#### [WHAT YOU WILL DO]
Check each line of the records below for the word "serde" and copy those where it appears.

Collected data
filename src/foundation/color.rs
use serde::{Deserialize, Serialize};

/// Straight-alpha RGBA8 color as written in config files.
///
/// Serializes as `#rrggbb` (or `#rrggbbaa` when not opaque); deserializes from hex or from a
/// 3/4-element byte array.
#[derive(Debug, Clone, Copy, PartialEq, Eq)]
pub struct Rgba8 {
    pub r: u8,
    pub g: u8,
    pub b: u8,
    pub a: u8,
}

impl Rgba8 {
    pub const fn rgb(r: u8, g: u8, b: u8) -> Self {
        Self { r, g, b, a: 255 }
    }

    pub fn to_array(self) -> [u8; 4] {
        [self.r, self.g, self.b, self.a]
    }

    /// Premultiplied bytes, as stored in raster surfaces.
    pub fn to_premul_array(self) -> [u8; 4] {
        let a = u16::from(self.a);
        let premul = |c: u8| -> u8 { (((u16::from(c) * a) + 127) / 255) as u8 };
        [premul(self.r), premul(self.g), premul(self.b), self.a]
    }
}

impl Serialize for Rgba8 {
    fn serialize<S>(&self, serializer: S) -> Result<S::Ok, S::Error>
    where
        S: serde::Serializer,
    {
        let hex = if self.a == 255 {
            format!("#{:02x}{:02x}{:02x}", self.r, self.g, self.b)
        } else {
            format!("#{:02x}{:02x}{:02x}{:02x}", self.r, self.g, self.b, self.a)
        };
        serializer.serialize_str(&hex)
    }
}

impl<'de> Deserialize<'de> for Rgba8 {
    fn deserialize<D>(deserializer: D) -> Result<Self, D::Error>
    where
        D: serde::Deserializer<'de>,
    {
        #[derive(Deserialize)]
        #[serde(untagged)]
        enum Repr {
            Hex(String),
            Arr(Vec<u8>),
        }

        match Repr::deserialize(deserializer)? {
            Repr::Hex(s) => parse_hex(&s).map_err(serde::de::Error::custom),
            Repr::Arr(v) => match v.as_slice() {
                [r, g, b] => Ok(Self::rgb(*r, *g, *b)),
                [r, g, b, a] => Ok(Self {
                    r: *r,
                    g: *g,
                    b: *b,
                    a: *a,
                }),
                _ => Err(serde::de::Error::custom(
                    "rgba array must have len 3 ([r,g,b]) or 4 ([r,g,b,a])",
                )),
            },
        }
    }
}

pub(crate) fn parse_hex(s: &str) -> Result<Rgba8, String> {
    let s = s.trim();
    let s = s.strip_prefix('#').unwrap_or(s);
    if !s.is_ascii() {
        return Err("hex color must be ASCII".to_owned());
    }

    fn hex_byte(pair: &str) -> Result<u8, String> {
        u8::from_str_radix(pair, 16).map_err(|_| format!("invalid hex byte \"{pair}\""))
    }

    match s.len() {
        6 => Ok(Rgba8::rgb(
            hex_byte(&s[0..2])?,
            hex_byte(&s[2..4])?,
            hex_byte(&s[4..6])?,
        )),
        8 => Ok(Rgba8 {
            r: hex_byte(&s[0..2])?,
            g: hex_byte(&s[2..4])?,
            b: hex_byte(&s[4..6])?,
            a: hex_byte(&s[6..8])?,
        }),
        _ => Err("hex color must be #RRGGBB or #RRGGBBAA (case-insensitive)".to_owned()),
    }
}
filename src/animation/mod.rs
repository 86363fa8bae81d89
pub mod ease;
pub mod tween;
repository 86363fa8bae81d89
/// Easing functions used to map normalized phase progress.
///
/// Power-named eases map as `power1 = Quad` and `power2 = Cubic`.
#[derive(Clone, Copy, Debug, PartialEq, Eq, serde::Serialize, serde::Deserialize)]
pub enum Ease {
    /// Linear interpolation.
    Linear,
    /// Quadratic ease-out.
    OutQuad,
    /// Cubic ease-out.
    OutCubic,
    /// Cubic ease-in/out.
    InOutCubic,
    /// Half-cosine ease-in/out.
    InOutSine,
}

impl Ease {
    /// Apply this easing function to normalized progress `t` in `[0, 1]`.
    pub fn apply(self, t: f64) -> f64 {
        let t = t.clamp(0.0, 1.0);
        match self {
            Self::Linear => t,
            Self::OutQuad => 1.0 - (1.0 - t) * (1.0 - t),
            Self::OutCubic => 1.0 - (1.0 - t).powi(3),
            Self::InOutCubic => {
                if t < 0.5 {
                    4.0 * t * t * t
                } else {
                    1.0 - ((-2.0 * t + 2.0).powi(3) / 2.0)
                }
            }
            Self::InOutSine => -((std::f64::consts::PI * t).cos() - 1.0) / 2.0,
        }
    }
}

#[cfg(test)]
#[path = "../../tests/unit/animation/ease.rs"]
mod tests;
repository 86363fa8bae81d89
use crate::foundation::error::HeartfieldResult;

/// Default playback volume.
pub const DEFAULT_VOLUME: f32 = 0.4;

/// User gestures that can start playback.
#[derive(Clone, Copy, Debug, PartialEq, Eq, serde::Serialize, serde::Deserialize)]
#[serde(rename_all = "snake_case")]
pub enum InputEvent {
    PointerDown,
    TouchStart,
}

/// Something that can play the soundtrack.
pub trait AudioOutput {
    fn set_volume(&mut self, volume: f32);
    /// Start playback. An `Err` is a rejected play.
    fn play(&mut self) -> HeartfieldResult<()>;
}

/// What a gesture did.
#[derive(Clone, Copy, Debug, PartialEq, Eq)]
pub enum CueOutcome {
    /// The cue was already spent.
    Ignored,
    Played,
    /// `play` failed; the failure was dropped.
    Rejected,
}

/// One-shot trigger: the first pointer or touch gesture starts playback, later ones do nothing.
///
/// Both gestures share one armed flag, so firing either disarms the other.
#[derive(Clone, Copy, Debug, PartialEq)]
pub struct AudioCue {
    volume: f32,
    armed: bool,
}

impl Default for AudioCue {
    fn default() -> Self {
        Self::new(DEFAULT_VOLUME)
    }
}

impl AudioCue {
    pub fn new(volume: f32) -> Self {
        Self {
            volume,
            armed: true,
        }
    }

    pub fn is_armed(&self) -> bool {
        self.armed
    }

    pub fn volume(&self) -> f32 {
        self.volume
    }

    /// Handle a gesture. Rejected playback is logged at debug level and swallowed.
    pub fn on_event(&mut self, event: InputEvent, output: &mut dyn AudioOutput) -> CueOutcome {
        if !self.armed {
            return CueOutcome::Ignored;
        }
        self.armed = false;
        output.set_volume(self.volume);
        match output.play() {
            Ok(()) => {
                tracing::debug!(?event, "audio cue played");
                CueOutcome::Played
            }
            Err(err) => {
                tracing::debug!(?event, error = %err, "audio playback rejected");
                CueOutcome::Rejected
            }
        }
    }
}

#[cfg(test)]
#[path = "../../tests/unit/audio/cue.rs"]
mod tests;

#### [EXERCISE RESPONSE]
use serde::{Deserialize, Serialize};
        S: serde::Serializer,
        D: serde::Deserializer<'de>,
        #[serde(untagged)]
            Repr::Hex(s) => parse_hex(&s).map_err(serde::de::Error::custom),
                _ => Err(serde::de::Error::custom(
#[derive(Clone, Copy, Debug, PartialEq, Eq, serde::Serialize, serde::Deserialize)]
#[derive(Clone, Copy, Debug, PartialEq, Eq, serde::Serialize, serde::Deserialize)]
#[serde(rename_all = "snake_case")]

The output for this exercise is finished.